AGIG Chemo-Immunotherapy in Patients With Advanced Pancreatic Cancer: A Single-Arm, Single-Center, Phase 2 Study.

BACKGROUND: To date, chemotherapy remains the only effective treatment of unresectable pancreatic adenocarcinoma. In the past few years, the interest in immunological anticancer therapy rises sharply. AGIG is a novel chemo-immunotherapy regimen that combines nab-paclitaxel + gemcitabine chemotherapy with sequential recombinant interleukin-2 (IL-2) and granulocyte-macrophage colony stimulating factor (GM-CSF) therapy. We conducted a single-arm prospective phase II study to determine the efficacy and safety of the first-line treatment of advanced pancreatic cancer with AGIG regimen.
METHODS: Nab-paclitaxel (125 mg/m2) and gemcitabine (1000 mg/m2) were administered intravenously to all patients on days 1 and 8 triweekly, interleukin-2 (1000000U) and GM-CSF (100 µg) were administered subcutaneously on days 3-5 after chemotherapy. The primary end point was ORR by the Response Evaluation Criteria in Solid Tumors, version 1.1. Secondary end points included safety profile, progression-free survival (PFS), overall survival (OS). Patients' conditions along with the efficacy and safety were assessed every two cycles.
RESULTS: Between 11/2018 and 01/2020, sixty-four patients were enrolled. In the sixty-four evaluable patients, the disease control rate (DCR) and overall response rate (ORR) were 76.6% and 43.75%, respectively. The median follow-up time was 12.1 (range 7.1-22.4) months. The median PFS was 5.7 (range 1.63-15.8) months. The median OS was 14.2 (range 2.9-22.0) months. The most common adverse event was fever (75%). The incidence of III/IV grade neutropenia was 4.69%. In subgroup analyses, we found that eosinophil count in the blood elevated three times higher than baseline level predicted a longer survival.
CONCLUSIONS: The AGIG chemo-immunotherapy regimen has presented favorable ORR, OS, and manageable toxicities as first-line therapeutic strategy of advanced pancreatic cancer treatment.
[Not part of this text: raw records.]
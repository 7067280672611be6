use crate::error::Result;
use crate::prompts;
use crate::session::ModelSession;
use patchwise_code_chunker::TokenBudgetedChunker;
use serde::Serialize;

#[derive(Debug, Clone, PartialEq, Eq, Serialize)]
pub struct LocalizationResult {
    /// Consolidated report (or the single chunk's response)
    pub report: String,
    /// Raw per-chunk responses, in chunk order
    pub chunk_responses: Vec<String>,
    pub consolidated: bool,
}

/// Drives the model over token-bounded chunks of a file to produce a fault report
pub struct FaultLocalizer<'a> {
    session: &'a ModelSession,
    safety_margin: usize,
}

impl<'a> FaultLocalizer<'a> {
    pub const fn new(session: &'a ModelSession, safety_margin: usize) -> Self {
        Self {
            session,
            safety_margin,
        }
    }

    /// Analyse every chunk in order; with more than one chunk, one extra call
    /// consolidates the responses. Any backend failure aborts the whole stage.
    pub async fn localize(&self, text: &str) -> Result<LocalizationResult> {
        let budget = self.session.response_budget(self.safety_margin)?;
        let chunks = TokenBudgetedChunker::new(self.session.codec()).chunk(text, budget)?;
        log::info!(
            "Localizing faults over {} chunks (budget {budget} tokens)",
            chunks.len()
        );

        let mut chunk_responses = Vec::with_capacity(chunks.len());
        for chunk in &chunks {
            log::debug!("Analysing chunk {}", chunk.ordinal);
            let prompt = prompts::analysis_prompt(&chunk.text);
            if !self.session.is_within_context_window(&prompt)? {
                log::warn!(
                    "Prompt for chunk {} exceeds the context window of {}",
                    chunk.ordinal,
                    self.session.model()
                );
            }
            let response = self.session.generate(&prompt).await.inspect_err(|e| {
                log::error!("Fault localization failed on chunk {}: {e}", chunk.ordinal)
            })?;
            chunk_responses.push(response);
        }

        let combined = chunk_responses.join("\n");
        let (report, consolidated) = if chunk_responses.len() > 1 {
            log::info!("Consolidating {} chunk analyses", chunk_responses.len());
            let report = self
                .session
                .generate(&prompts::consolidation_prompt(&combined))
                .await
                .inspect_err(|e| log::error!("Fault report consolidation failed: {e}"))?;
            (report, true)
        } else {
            if chunk_responses.is_empty() {
                log::warn!("Nothing to localize: source text is empty");
            }
            (combined, false)
        };

        Ok(LocalizationResult {
            report,
            chunk_responses,
            consolidated,
        })
    }
}

#[cfg(test)]
mod tests {
    use super::*;
    use crate::backend::ScriptedGenerator;
    use crate::catalog::ModelLimits;
    use crate::error::PipelineError;
    use patchwise_code_chunker::CodepointCodec;
    use std::sync::Arc;

    fn session(max_response: usize, generator: Arc<ScriptedGenerator>) -> ModelSession {
        ModelSession::new(
            "test-model",
            ModelLimits {
                max_context: 10_000,
                max_response,
            },
            generator,
            Arc::new(CodepointCodec),
        )
    }

    #[tokio::test]
    async fn single_chunk_uses_raw_response() {
        let generator = Arc::new(ScriptedGenerator::new(["#### Fault 1:\nbug"]));
        let session = session(300, generator.clone());

        let result = FaultLocalizer::new(&session, 250)
            .localize("def f(): pass")
            .await
            .unwrap();

        assert_eq!(generator.call_count(), 1);
        assert_eq!(result.report, "#### Fault 1:\nbug");
        assert!(!result.consolidated);
        assert!(generator.prompts()[0].contains("def f(): pass"));
    }

    #[tokio::test]
    async fn multi_chunk_adds_consolidation_call() {
        let generator = Arc::new(ScriptedGenerator::new([
            "analysis a",
            "analysis b",
            "analysis c",
            "merged report",
        ]));
        let session = session(260, generator.clone());

        // budget 10 tokens, 25 chars -> 3 chunks
        let text = "abcdefghij0123456789ABCDE";
        let result = FaultLocalizer::new(&session, 250).localize(text).await.unwrap();

        assert_eq!(generator.call_count(), 4);
        assert_eq!(result.chunk_responses.len(), 3);
        assert_eq!(result.report, "merged report");
        assert!(result.consolidated);

        let prompts = generator.prompts();
        assert!(prompts[0].contains("abcdefghij"));
        assert!(prompts[1].contains("0123456789"));
        assert!(prompts[2].contains("ABCDE"));
        assert!(prompts[3].contains("analysis a\nanalysis b\nanalysis c"));
    }

    #[tokio::test]
    async fn backend_failure_aborts() {
        let generator = Arc::new(ScriptedGenerator::new(["only one"]));
        let session = session(255, generator.clone());

        let err = FaultLocalizer::new(&session, 250)
            .localize("0123456789")
            .await
            .unwrap_err();
        assert!(matches!(err, PipelineError::Backend(_)));
        assert_eq!(generator.call_count(), 2);
    }

    #[tokio::test]
    async fn margin_larger_than_response_window() {
        let generator = Arc::new(ScriptedGenerator::new(Vec::<String>::new()));
        let session = session(200, generator.clone());
        assert!(matches!(
            FaultLocalizer::new(&session, 250).localize("x").await,
            Err(PipelineError::Configuration(_))
        ));
        assert_eq!(generator.call_count(), 0);
    }

    #[tokio::test]
    async fn empty_text_makes_no_calls() {
        let generator = Arc::new(ScriptedGenerator::new(Vec::<String>::new()));
        let session = session(300, generator.clone());
        let result = FaultLocalizer::new(&session, 250).localize("").await.unwrap();
        assert_eq!(result.report, "");
        assert_eq!(generator.call_count(), 0);
    }
}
This regimen may be a novel reliable therapeutic option for patients with preserved performance status. The improvement of treatment efficiency may be related to the activation of non-specific immune response. CLINICAL TRIAL REGISTRATION: https://clinicaltrials.gov/. identifier NCT03768687.

Introduction

Pancreatic cancer is one of the deadliest solid malignancies in the world. Despite decades of efforts, it remains the fourth leading cause of cancer-related death worldwide, with a five-year survival rate of less than 5% (1). Without treatment, the median survival time is consistently shorter than six months (2). Since 1997, gemcitabine had been the standard treatment for unresectable pancreatic adenocarcinoma (3). After decades of exploration, both FOLFIRINOX (fluorouracil, irinotecan, and oxaliplatin) and nab-paclitaxel with gemcitabine (AG) prolong overall survival (OS) compared with gemcitabine alone (4, 5). Till now, chemotherapy remains the only effective treatment of unresectable pancreatic adenocarcinoma (6).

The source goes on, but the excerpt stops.